Of course, the NLL is also professional lacrosse, so using “pro lacrosse” to refer only to the PLL is just wrong. This is not an opinion, it’s simply factually wrong.
Photo: Blaze Riorden, a star in both the NLL and the outdoor league
Every time they do this, there’s backlash on social media. NLL fans, broadcasters, players, and even executives have publicly called them out on this, and yet it continues and I’ve never seen a response. Even during PLL game broadcasts, the NLL was rarely mentioned. When it was, the majority of the time it was just called “the indoor league”. I don’t know if the broadcasters were instructed to do so by the league, but it seems awfully coincidental that neither the league nor its broadcasters want to acknowledge the NLL, at least by name.
Why on earth not?
There’s no real competition here. Being a lacrosse fan is not a zero-sum game – introducing PLL fans to the NLL doesn’t mean their level of PLL fandom will diminish. Their seasons don’t overlap so they’re not competing directly against each other, for players or for fans. I would think the two leagues would want to work together, especially if they want to have full-time players in the future. At some point, it’s not unlikely that each league might at least consider saying “if you play in our league, you can’t play in theirs”. If the two leagues have worked well together in the past, they might work to avoid making that rule, to keep everyone happy. Having one repeatedly and blatantly ignore the other does not bode well for future partnerships.
Perhaps they think of box lacrosse the way NHL fans think of field hockey. No NHL fan or player or team includes the word “ice” when they talk about hockey, so they are intentionally excluding field hockey from whatever they’re describing. Is that what the PLL is doing? “If I don’t say the word ‘box’, then I obviously mean field lacrosse.” Maybe, but the difference is that in North America, ice hockey is orders of magnitude more popular than field hockey. There is no pro field hockey league in North America. If someone tells you they know a pro hockey player, you don’t ask “ice or field?”
Plus when the NHL talks about someone having a record, they’ll generally say “NHL record”, not “hockey record” or “pro hockey record”. I get that the PLL is saying “pro lacrosse record” because they know that the PLL is so new that “PLL record” doesn’t mean much and it may not be clear that PLL records now include the MLL. To them, “pro lacrosse” better indicates that they mean both. Also they want to be clear that their records do not include college (i.e. non-pro) lacrosse. But I’m not sure why they wouldn’t want to be clear that they’re not including box lacrosse either.
The NLL has been around for 35 years, the PLL 3. Even if you include the MLL and PLL history together as a single unit (which is fair – they did merge), the NLL still has fifteen years on them. Average attendance at MLL games was around 4,000-5,000 per game, while the average for the NLL is double that (around 9,400). It’s not like field lacrosse is huge and box is the distant fringe cousin. Let’s be honest here – they’re both fringe. This is not ice vs. field hockey.

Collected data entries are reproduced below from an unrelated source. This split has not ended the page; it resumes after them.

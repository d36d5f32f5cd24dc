//! Integration tests for serialization and saving.

mod common;

use common::{build_pdf, expected, labelled_pdf, labels, open, stream};
use pdf_forge::editor::PageEditor;
use pdf_forge::writer::{serialize, WriterConfig};
use pdf_forge::Document;
use std::fs;
use tempfile::tempdir;

#[test]
fn test_save_and_load_round_trip() {
    let dir = tempdir().unwrap();
    let path = dir.path().join("out.pdf");

    let mut doc = open(&labelled_pdf(3));
    doc.rotate(2, 270).unwrap();
    doc.save(&path, &WriterConfig::default()).unwrap();

    let loaded = Document::load(&path).unwrap();
    assert_eq!(labels(&loaded), expected(&[1, 2, 3]));
    assert_eq!(loaded.page_info(2).unwrap().rotation, 270);
    assert_eq!(fs::read_dir(dir.path()).unwrap().count(), 1);
}

#[test]
fn test_output_starts_with_header_and_ends_with_eof() {
    let doc = open(&labelled_pdf(1));
    let bytes = serialize(&doc, &WriterConfig::default().with_version("1.4")).unwrap();
    assert!(bytes.starts_with(b"%PDF-1.4\n"));
    assert!(bytes.ends_with(b"%%EOF\n"));
}

#[test]
fn test_removed_pages_are_collected() {
    let mut doc = open(&labelled_pdf(4));
    doc.remove(&[2, 3, 4]).unwrap();
    let kept = serialize(&doc, &WriterConfig::default().with_garbage_collect(false)).unwrap();
    let collected = serialize(&doc, &WriterConfig::default()).unwrap();
    assert!(collected.len() < kept.len());
    assert_eq!(Document::open(&collected).unwrap().object_count(), 5);
}

#[test]
fn test_compression_round_trip() {
    let long_text = "Lorem ipsum dolor sit amet ".repeat(40);
    let content = format!("BT /F1 12 Tf 72 720 Td ({}) Tj ET", long_text);
    let bytes = build_pdf(&[
        "<< /Type /Catalog /Pages 2 0 R >>".to_string(),
        "<< /Type /Pages /Kids [3 0 R] /Count 1 >>".to_string(),
        "<< /Type /Page /Parent 2 0 R /MediaBox [0 0 612 792] /Contents 4 0 R \
         /Resources << /Font << /F1 5 0 R >> >> >>"
            .to_string(),
        stream(&content),
        "<< /Type /Font /Subtype /Type1 /BaseFont /Helvetica >>".to_string(),
    ]);
    let doc = open(&bytes);
    let plain = serialize(&doc, &WriterConfig::default()).unwrap();
    let compressed = serialize(&doc, &WriterConfig::default().with_compress(true)).unwrap();
    assert!(compressed.len() < plain.len());

    let reopened = Document::open(&compressed).unwrap();
    assert_eq!(labels(&reopened), vec![long_text]);
}

#[test]
fn test_producer_and_mod_date() {
    let doc = open(&labelled_pdf(1));
    let config = WriterConfig::default()
        .with_producer("pdf_forge tests")
        .with_update_modification_date(true);
    let reopened = Document::open(&serialize(&doc, &config).unwrap()).unwrap();
    let info = reopened.metadata();
    assert_eq!(info.producer.as_deref(), Some("pdf_forge tests"));
    assert!(info.mod_date.is_some_and(|d| d.starts_with("D:")));
}

#[test]
fn test_failed_save_keeps_existing_file() {
    let dir = tempdir().unwrap();
    let path = dir.path().join("missing").join("out.pdf");
    let doc = open(&labelled_pdf(1));
    assert!(doc.save(&path, &WriterConfig::default()).is_err());
    assert!(!path.exists());
}
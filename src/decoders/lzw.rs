//! LZWDecode.
//!
//! PDF's LZW variant is MSB-first with 9 to 12 bit codes, clear code 256,
//! end code 257 and the code width switching one code early
//! (EarlyChange = 1). weezl's TIFF size switch implements exactly that.

use crate::decoders::StreamDecoder;
use crate::error::{Error, Result};
use weezl::{decode::Decoder as WeezlDecoder, encode::Encoder as WeezlEncoder, BitOrder};

/// LZWDecode filter implementation.
pub struct LzwDecoder;

impl StreamDecoder for LzwDecoder {
    fn decode(&self, input: &[u8]) -> Result<Vec<u8>> {
        match WeezlDecoder::with_tiff_size_switch(BitOrder::Msb, 8).decode(input) {
            Ok(data) => Ok(data),
            Err(e) => {
                log::debug!("weezl LZW decode failed ({:?}), using table decoder", e);
                decode_table(input)
            },
        }
    }

    fn encode(&self, input: &[u8]) -> Result<Vec<u8>> {
        WeezlEncoder::with_tiff_size_switch(BitOrder::Msb, 8)
            .encode(input)
            .map_err(|e| Error::Encoding {
                filter: "LZWDecode".to_string(),
                reason: format!("{:?}", e),
            })
    }

    fn can_encode(&self) -> bool {
        true
    }

    fn name(&self) -> &str {
        "LZWDecode"
    }
}

const CLEAR: u16 = 256;
const EOD: u16 = 257;

/// Table-driven decoder tolerant of a missing end code.
fn decode_table(input: &[u8]) -> Result<Vec<u8>> {
    let mut table: Vec<Vec<u8>> = Vec::with_capacity(4096);
    let reset = |table: &mut Vec<Vec<u8>>| {
        table.clear();
        table.extend((0..=255u8).map(|b| vec![b]));
        table.push(Vec::new());
        table.push(Vec::new());
    };
    reset(&mut table);

    let mut output = Vec::new();
    let mut width = 9u32;
    let mut prev: Option<Vec<u8>> = None;
    let mut bits = 0u32;
    let mut acc = 0u32;

    for &byte in input {
        acc = (acc << 8) | byte as u32;
        bits += 8;

        while bits >= width {
            bits -= width;
            let code = ((acc >> bits) & ((1 << width) - 1)) as u16;

            match code {
                CLEAR => {
                    reset(&mut table);
                    width = 9;
                    prev = None;
                    continue;
                },
                EOD => return Ok(output),
                _ => {},
            }

            let entry = if (code as usize) < table.len() {
                table[code as usize].clone()
            } else if let Some(p) = &prev {
                // KwKwK case: the code being defined right now.
                let mut e = p.clone();
                e.push(p[0]);
                e
            } else {
                return Err(Error::Decode(format!("LZWDecode: invalid code {}", code)));
            };

            output.extend_from_slice(&entry);
            if let Some(mut p) = prev.take() {
                if table.len() < 4096 {
                    p.push(entry[0]);
                    table.push(p);
                }
            }
            prev = Some(entry);

            if table.len() + 1 >= (1 << width) && width < 12 {
                width += 1;
            }
        }
    }

    Ok(output)
}
//! Integration tests for writing and reading encrypted files.

mod common;

use common::{expected, labelled_pdf, labels, open};
use pdf_forge::editor::PageEditor;
use pdf_forge::encryption::{decrypt, encrypt, encrypt_files, Algorithm, EncryptionConfig, Permissions};
use pdf_forge::writer::WriterConfig;
use pdf_forge::{Document, Error};
use std::fs;
use tempfile::tempdir;

const ALGORITHMS: [Algorithm; 3] = [Algorithm::Rc4_40, Algorithm::Rc4_128, Algorithm::Aes128];

fn encrypted_bytes(algorithm: Algorithm) -> Vec<u8> {
    let doc = open(&labelled_pdf(2));
    let config = EncryptionConfig::new("user", "owner").with_algorithm(algorithm);
    encrypt(&doc, &config)
        .unwrap()
        .serialize(&WriterConfig::default())
        .unwrap()
}

#[test]
fn test_user_password_unlocks_every_algorithm() {
    for algorithm in ALGORITHMS {
        let bytes = encrypted_bytes(algorithm);
        let mut doc = Document::open(&bytes).unwrap();
        assert!(doc.is_encrypted(), "{:?}", algorithm);
        doc.unlock(b"user").unwrap();
        assert!(!doc.is_encrypted());
        assert_eq!(labels(&doc), expected(&[1, 2]), "{:?}", algorithm);
    }
}

#[test]
fn test_owner_password_unlocks() {
    let doc = Document::open(&encrypted_bytes(Algorithm::Aes128)).unwrap();
    let plain = decrypt(&doc, "owner").unwrap();
    assert_eq!(labels(&plain), expected(&[1, 2]));
}

#[test]
fn test_wrong_password_is_rejected() {
    let mut doc = Document::open(&encrypted_bytes(Algorithm::Rc4_128)).unwrap();
    assert!(matches!(doc.unlock(b"guess"), Err(Error::Auth(_))));
    assert!(doc.is_encrypted());
}

#[test]
fn test_locked_document_refuses_edits() {
    let mut doc = Document::open(&encrypted_bytes(Algorithm::Aes128)).unwrap();
    assert!(matches!(doc.rotate(1, 90), Err(Error::Encryption(_))));
    assert!(matches!(
        pdf_forge::content::extract_text(&doc),
        Err(Error::Encryption(_))
    ));
}

#[test]
fn test_empty_user_password_opens_directly() {
    let doc = open(&labelled_pdf(1));
    let config = EncryptionConfig::new("", "owner").with_algorithm(Algorithm::Rc4_128);
    let bytes = encrypt(&doc, &config)
        .unwrap()
        .serialize(&WriterConfig::default())
        .unwrap();
    let reopened = Document::open(&bytes).unwrap();
    assert!(!reopened.is_encrypted());
    assert_eq!(labels(&reopened), expected(&[1]));
}

#[test]
fn test_decrypted_copy_can_be_edited_and_saved() {
    let dir = tempdir().unwrap();
    let path = dir.path().join("plain.pdf");

    let locked = Document::open(&encrypted_bytes(Algorithm::Rc4_40)).unwrap();
    let mut doc = decrypt(&locked, "user").unwrap();
    doc.remove(&[1]).unwrap();
    doc.save(&path, &WriterConfig::default()).unwrap();

    let reopened = Document::load(&path).unwrap();
    assert!(!reopened.is_encrypted());
    assert_eq!(labels(&reopened), expected(&[2]));
}

#[test]
fn test_permissions_are_written() {
    let doc = open(&labelled_pdf(1));
    let permissions = Permissions::PRINT | Permissions::ACCESSIBILITY;
    let config = EncryptionConfig::new("user", "owner").with_permissions(permissions);
    let encrypted = encrypt(&doc, &config).unwrap();
    assert_eq!(encrypted.encrypt_dict().permissions(), permissions);
}

#[test]
fn test_encrypt_files_batch() {
    let dir = tempdir().unwrap();
    let input = dir.path().join("in.pdf");
    let output = dir.path().join("out.pdf");
    let missing = dir.path().join("missing.pdf");
    fs::write(&input, labelled_pdf(1)).unwrap();

    let config = EncryptionConfig::new("pw", "");
    encrypt_files(&[(&input, &output)], &config, &WriterConfig::default()).unwrap();
    let mut doc = Document::load(&output).unwrap();
    doc.unlock(b"pw").unwrap();
    assert_eq!(labels(&doc), expected(&[1]));

    let result = encrypt_files(&[(&missing, &output)], &config, &WriterConfig::default());
    assert!(matches!(result, Err(Error::Input { .. })));
}
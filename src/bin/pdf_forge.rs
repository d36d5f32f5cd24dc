//! pdf_forge command line driver
//!
//! Usage:
//!   pdf_forge info <input>
//!   pdf_forge text <input> [page]
//!   pdf_forge rotate <input> <degrees> [pages...] -o <output>
//!   pdf_forge remove <input> <pages...> -o <output>
//!   pdf_forge merge <inputs...> -o <output>
//!   pdf_forge split <input> <page> -o <output>
//!   pdf_forge encrypt <input> <user-password> [owner-password] -o <output>
//!   pdf_forge compress <input> -o <output>
//!   pdf_forge images <input> -o <directory>
//!
//! `split` writes `<output>` with the pages before `<page + 1>` and a second
//! file with `-2` added to the output stem for the rest.
//!
//! Set `RUST_LOG=info` to see audit events.

use pdf_forge::content::{extract_page_text, extract_text, save_images};
use pdf_forge::editor::{merge_files, split, Operation};
use pdf_forge::encryption::{encrypt, EncryptionConfig};
use pdf_forge::writer::WriterConfig;
use pdf_forge::{Document, Error, Result};
use std::path::{Path, PathBuf};

struct Args {
    command: String,
    positional: Vec<String>,
    output: Option<PathBuf>,
}

impl Args {
    fn from_env() -> Self {
        let args: Vec<String> = std::env::args().skip(1).collect();
        let mut command = String::new();
        let mut positional = Vec::new();
        let mut output = None;

        let mut i = 0;
        while i < args.len() {
            match args[i].as_str() {
                "-o" | "--output" => {
                    i += 1;
                    if i < args.len() {
                        output = Some(PathBuf::from(&args[i]));
                    }
                },
                arg if command.is_empty() => command = arg.to_string(),
                arg => positional.push(arg.to_string()),
            }
            i += 1;
        }

        Self {
            command,
            positional,
            output,
        }
    }

    fn input(&self) -> Result<&str> {
        self.positional
            .first()
            .map(String::as_str)
            .ok_or_else(|| usage("missing input file"))
    }

    fn output(&self) -> Result<&Path> {
        self.output.as_deref().ok_or_else(|| usage("missing -o <output>"))
    }
}

fn usage(reason: &str) -> Error {
    Error::InvalidArgument {
        operation: "cli",
        reason: reason.to_string(),
    }
}

fn parse_number<T: std::str::FromStr>(value: &str) -> Result<T> {
    value
        .parse()
        .map_err(|_| usage(&format!("not a number: {}", value)))
}

fn parse_pages(values: &[String]) -> Result<Vec<usize>> {
    values.iter().map(|v| parse_number(v)).collect()
}

fn second_output(output: &Path) -> PathBuf {
    let stem = output
        .file_stem()
        .map(|s| s.to_string_lossy().into_owned())
        .unwrap_or_default();
    let name = match output.extension() {
        Some(ext) => format!("{}-2.{}", stem, ext.to_string_lossy()),
        None => format!("{}-2", stem),
    };
    output.with_file_name(name)
}

fn info(doc: &Document) -> Result<()> {
    println!("Version:   {}", doc.version());
    println!("Pages:     {}", doc.page_count());
    println!("Encrypted: {}", doc.is_encrypted());
    let meta = doc.metadata();
    if let Some(title) = &meta.title {
        println!("Title:     {}", title);
    }
    if let Some(author) = &meta.author {
        println!("Author:    {}", author);
    }
    if let Some(producer) = &meta.producer {
        println!("Producer:  {}", producer);
    }
    for index in 1..=doc.page_count() {
        let page = doc.page_info(index)?;
        println!(
            "  page {:>4}: {:.1} x {:.1} pt, rotate {}",
            page.index, page.width, page.height, page.rotation
        );
    }
    Ok(())
}

fn run(args: &Args) -> Result<()> {
    let writer = WriterConfig::default().with_producer(format!("pdf_forge {}", pdf_forge::VERSION));

    match args.command.as_str() {
        "info" => info(&Document::load(args.input()?)?),
        "text" => {
            let doc = Document::load(args.input()?)?;
            let text = match args.positional.get(1) {
                Some(page) => extract_page_text(&doc, parse_number(page)?)?,
                None => extract_text(&doc)?,
            };
            println!("{}", text);
            Ok(())
        },
        "rotate" => {
            let mut doc = Document::load(args.input()?)?;
            let degrees: i64 = parse_number(args.positional.get(1).ok_or_else(|| usage("missing degrees"))?)?;
            let mut pages = parse_pages(&args.positional[2..])?;
            if pages.is_empty() {
                pages = (1..=doc.page_count()).collect();
            }
            for position in pages {
                Operation::Rotate { position, degrees }.apply(&mut doc)?;
            }
            doc.save(args.output()?, &writer)
        },
        "remove" => {
            let mut doc = Document::load(args.input()?)?;
            let positions = parse_pages(&args.positional[1..])?;
            Operation::Remove { positions }.apply(&mut doc)?;
            doc.save(args.output()?, &writer)
        },
        "merge" => {
            if args.positional.is_empty() {
                return Err(usage("missing input files"));
            }
            merge_files(&args.positional)?.save(args.output()?, &writer)
        },
        "split" => {
            let doc = Document::load(args.input()?)?;
            let boundary = parse_number(args.positional.get(1).ok_or_else(|| usage("missing page"))?)?;
            let (first, second) = split(&doc, boundary)?;
            let output = args.output()?;
            first.save(output, &writer)?;
            second.save(second_output(output), &writer)
        },
        "encrypt" => {
            let doc = Document::load(args.input()?)?;
            let user = args.positional.get(1).ok_or_else(|| usage("missing password"))?;
            let owner = args.positional.get(2).cloned().unwrap_or_default();
            encrypt(&doc, &EncryptionConfig::new(user.as_str(), owner))?.save(args.output()?, &writer)
        },
        "compress" => {
            let doc = Document::load(args.input()?)?;
            doc.save(args.output()?, &writer.with_compress(true))
        },
        "images" => {
            let doc = Document::load(args.input()?)?;
            for path in save_images(&doc, args.output()?)? {
                println!("{}", path.display());
            }
            Ok(())
        },
        "" => Err(usage("missing command")),
        other => Err(usage(&format!("unknown command: {}", other))),
    }
}

fn main() {
    env_logger::init();

    let args = Args::from_env();
    if let Err(e) = run(&args) {
        eprintln!("Error: {}", e);
        std::process::exit(1);
    }
}
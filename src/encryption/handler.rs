//! Per-object encryption and decryption with an authenticated file key.

use super::aes::{aes128_decrypt_prefixed, aes128_encrypt};
use super::algorithms::{self, KeyParams};
use super::rc4::rc4_crypt;
use super::{Algorithm, EncryptDict};
use crate::error::{Error, Result};
use crate::object::Object;

/// A file key plus the cipher it drives.
#[derive(Debug, Clone)]
pub struct SecurityHandler {
    algorithm: Algorithm,
    file_key: Vec<u8>,
}

impl SecurityHandler {
    /// Build a handler from an already derived file key.
    pub fn from_key(algorithm: Algorithm, file_key: Vec<u8>) -> Self {
        Self {
            algorithm,
            file_key,
        }
    }

    /// Authenticate `password` as the user password, then as the owner
    /// password.
    ///
    /// Fails with [`Error::Auth`] when neither matches.
    pub fn authenticate(dict: &EncryptDict, file_id: &[u8], password: &[u8]) -> Result<Self> {
        let algorithm = dict.algorithm()?;
        let params = KeyParams {
            owner_value: &dict.owner_value,
            permissions: dict.permissions,
            file_id,
            revision: dict.revision,
            key_length: dict.key_length_bytes(),
            encrypt_metadata: dict.encrypt_metadata,
        };

        if let Some(key) = algorithms::authenticate_user_password(password, &dict.user_value, &params) {
            log::debug!("authenticated with the user password");
            return Ok(Self::from_key(algorithm, key));
        }
        if let Some(key) = algorithms::authenticate_owner_password(password, &dict.user_value, &params) {
            log::debug!("authenticated with the owner password");
            return Ok(Self::from_key(algorithm, key));
        }

        Err(Error::Auth("password matches neither the user nor the owner password".to_string()))
    }

    /// Cipher in use.
    pub fn algorithm(&self) -> Algorithm {
        self.algorithm
    }

    /// The file key.
    pub fn file_key(&self) -> &[u8] {
        &self.file_key
    }

    fn object_key(&self, id: u32, gen: u16) -> Vec<u8> {
        algorithms::object_key(&self.file_key, id, gen, self.algorithm.is_aes())
    }

    /// Encrypt a string or stream payload belonging to object `id gen`.
    ///
    /// AES output starts with a fresh random IV.
    pub fn encrypt_bytes(&self, data: &[u8], id: u32, gen: u16) -> Result<Vec<u8>> {
        let key = self.object_key(id, gen);
        if !self.algorithm.is_aes() {
            return Ok(rc4_crypt(&key, data));
        }

        let mut iv = [0u8; 16];
        iv.copy_from_slice(&algorithms::random_bytes(16));
        let body = aes128_encrypt(&key, &iv, data).map_err(|e| Error::Encryption(e.to_string()))?;
        let mut out = iv.to_vec();
        out.extend_from_slice(&body);
        Ok(out)
    }

    /// Decrypt a string or stream payload belonging to object `id gen`.
    pub fn decrypt_bytes(&self, data: &[u8], id: u32, gen: u16) -> Result<Vec<u8>> {
        let key = self.object_key(id, gen);
        if self.algorithm.is_aes() {
            aes128_decrypt_prefixed(&key, data)
                .map_err(|e| Error::Encryption(format!("object {} {}: {}", id, gen, e)))
        } else {
            Ok(rc4_crypt(&key, data))
        }
    }

    /// Encrypt every string and the stream payload inside `obj`.
    pub fn encrypt_object(&self, obj: &Object, id: u32, gen: u16) -> Result<Object> {
        Ok(match obj {
            Object::String(s) => Object::String(self.encrypt_bytes(s, id, gen)?),
            Object::Array(items) => Object::Array(
                items
                    .iter()
                    .map(|o| self.encrypt_object(o, id, gen))
                    .collect::<Result<_>>()?,
            ),
            Object::Dictionary(dict) => Object::Dictionary(
                dict.iter()
                    .map(|(k, v)| Ok((k.clone(), self.encrypt_object(v, id, gen)?)))
                    .collect::<Result<_>>()?,
            ),
            Object::Stream { dict, data } => {
                let dict = dict
                    .iter()
                    .map(|(k, v)| Ok((k.clone(), self.encrypt_object(v, id, gen)?)))
                    .collect::<Result<_>>()?;
                Object::stream(dict, self.encrypt_bytes(data, id, gen)?)
            },
            other => other.clone(),
        })
    }

    /// Decrypt every string and the stream payload inside `obj` in place.
    ///
    /// A value that fails to decrypt is left as stored and logged.
    pub fn decrypt_object(&self, obj: &mut Object, id: u32, gen: u16) {
        match obj {
            Object::String(s) => match self.decrypt_bytes(s, id, gen) {
                Ok(plain) => *s = plain,
                Err(e) => log::warn!("leaving string undecrypted: {}", e),
            },
            Object::Array(items) => items.iter_mut().for_each(|o| self.decrypt_object(o, id, gen)),
            Object::Dictionary(dict) => dict.values_mut().for_each(|o| self.decrypt_object(o, id, gen)),
            Object::Stream { dict, data } => {
                dict.values_mut().for_each(|o| self.decrypt_object(o, id, gen));
                match self.decrypt_bytes(data, id, gen) {
                    Ok(plain) => *data = plain.into(),
                    Err(e) => log::warn!("leaving stream undecrypted: {}", e),
                }
            },
            _ => {},
        }
    }
}
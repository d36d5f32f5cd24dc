//! Geometric primitives in page space (origin bottom-left, y up).

use crate::object::Object;
use serde::{Deserialize, Serialize};

/// A 2D point.
#[derive(Debug, Clone, Copy, PartialEq, Serialize, Deserialize)]
pub struct Point {
    /// X coordinate
    pub x: f64,
    /// Y coordinate
    pub y: f64,
}

impl Point {
    /// Create a new point.
    pub fn new(x: f64, y: f64) -> Self {
        Self { x, y }
    }
}

/// An axis-aligned rectangle.
///
/// # Examples
///
/// ```
/// use pdf_forge::geometry::Rect;
///
/// let r = Rect::from_points(10.0, 20.0, 110.0, 70.0);
/// assert_eq!(r.width, 100.0);
/// assert_eq!(r.top(), 70.0);
/// ```
#[derive(Debug, Clone, Copy, PartialEq, Serialize, Deserialize)]
pub struct Rect {
    /// Left edge
    pub x: f64,
    /// Bottom edge
    pub y: f64,
    /// Width
    pub width: f64,
    /// Height
    pub height: f64,
}

impl Rect {
    /// Create a rectangle from its lower-left corner and size.
    pub fn new(x: f64, y: f64, width: f64, height: f64) -> Self {
        Self {
            x,
            y,
            width,
            height,
        }
    }

    /// Create a rectangle from two opposite corners, in any order.
    pub fn from_points(x0: f64, y0: f64, x1: f64, y1: f64) -> Self {
        let (left, right) = if x0 <= x1 { (x0, x1) } else { (x1, x0) };
        let (bottom, top) = if y0 <= y1 { (y0, y1) } else { (y1, y0) };
        Self::new(left, bottom, right - left, top - bottom)
    }

    /// Read a `[llx lly urx ury]` array.
    pub fn from_object(obj: &Object) -> Option<Self> {
        let arr = obj.as_array()?;
        if arr.len() != 4 {
            return None;
        }
        let v: Vec<f64> = arr.iter().filter_map(Object::as_number).collect();
        match v[..] {
            [x0, y0, x1, y1] => Some(Self::from_points(x0, y0, x1, y1)),
            _ => None,
        }
    }

    /// Write as a `[llx lly urx ury]` array.
    pub fn to_object(&self) -> Object {
        Object::number_array(&[self.left(), self.bottom(), self.right(), self.top()])
    }

    /// Left edge.
    pub fn left(&self) -> f64 {
        self.x
    }

    /// Right edge.
    pub fn right(&self) -> f64 {
        self.x + self.width
    }

    /// Bottom edge.
    pub fn bottom(&self) -> f64 {
        self.y
    }

    /// Top edge.
    pub fn top(&self) -> f64 {
        self.y + self.height
    }

    /// True when width and height are both positive.
    pub fn is_positive(&self) -> bool {
        self.width > 0.0 && self.height > 0.0
    }

    /// Whether the rectangles overlap.
    pub fn intersects(&self, other: &Rect) -> bool {
        self.left() < other.right()
            && other.left() < self.right()
            && self.bottom() < other.top()
            && other.bottom() < self.top()
    }

    /// Whether the point lies inside or on the edge.
    pub fn contains_point(&self, p: &Point) -> bool {
        p.x >= self.left() && p.x <= self.right() && p.y >= self.bottom() && p.y <= self.top()
    }

    /// Smallest rectangle containing both.
    pub fn union(&self, other: &Rect) -> Rect {
        Rect::from_points(
            self.left().min(other.left()),
            self.bottom().min(other.bottom()),
            self.right().max(other.right()),
            self.top().max(other.top()),
        )
    }
}

/// Affine transformation `[a b c d e f]`, applied to row vectors:
/// `x' = a*x + c*y + e`, `y' = b*x + d*y + f`.
#[derive(Debug, Clone, Copy, PartialEq)]
pub struct Matrix {
    /// Horizontal scaling component
    pub a: f64,
    /// Rotation/skew component
    pub b: f64,
    /// Rotation/skew component
    pub c: f64,
    /// Vertical scaling component
    pub d: f64,
    /// Horizontal translation
    pub e: f64,
    /// Vertical translation
    pub f: f64,
}

impl Default for Matrix {
    fn default() -> Self {
        Self::identity()
    }
}

impl Matrix {
    /// The identity transform.
    pub fn identity() -> Self {
        Self::new(1.0, 0.0, 0.0, 1.0, 0.0, 0.0)
    }

    /// Build from the six components.
    pub fn new(a: f64, b: f64, c: f64, d: f64, e: f64, f: f64) -> Self {
        Self { a, b, c, d, e, f }
    }

    /// Pure translation.
    pub fn translation(tx: f64, ty: f64) -> Self {
        Self::new(1.0, 0.0, 0.0, 1.0, tx, ty)
    }

    /// `self` followed by `other` (`self × other`).
    pub fn multiply(&self, other: &Matrix) -> Matrix {
        Matrix {
            a: self.a * other.a + self.b * other.c,
            b: self.a * other.b + self.b * other.d,
            c: self.c * other.a + self.d * other.c,
            d: self.c * other.b + self.d * other.d,
            e: self.e * other.a + self.f * other.c + other.e,
            f: self.e * other.b + self.f * other.d + other.f,
        }
    }

    /// Apply to a point.
    pub fn transform_point(&self, x: f64, y: f64) -> Point {
        Point::new(self.a * x + self.c * y + self.e, self.b * x + self.d * y + self.f)
    }

    /// Vertical scale factor (length of the transformed unit y vector).
    pub fn vertical_scale(&self) -> f64 {
        (self.c * self.c + self.d * self.d).sqrt()
    }

    /// Horizontal scale factor (length of the transformed unit x vector).
    pub fn horizontal_scale(&self) -> f64 {
        (self.a * self.a + self.b * self.b).sqrt()
    }
}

Maybe in the United States if you talk about “pro lacrosse”, most people would assume you meant field and in Canada, most would assume box. Since the PLL is based in the US, they go with the former. But they have to know that that’s certainly not true within the lacrosse community as a whole.
I’m sure there are people out there laughing at all the “butt-hurt NLL fans complaining about the PLL”, thinking we’re complaining about nothing. Maybe they’re right. But if you’re going to grow the game (and there’s no question the PLL is doing that, and doing it well), why make an effort to piss off all the box fans for no obvious gain? Throw the word “field” in there when talking about your records and history and everyone’s happy. Then you are actually growing the game and not just your particular version of it.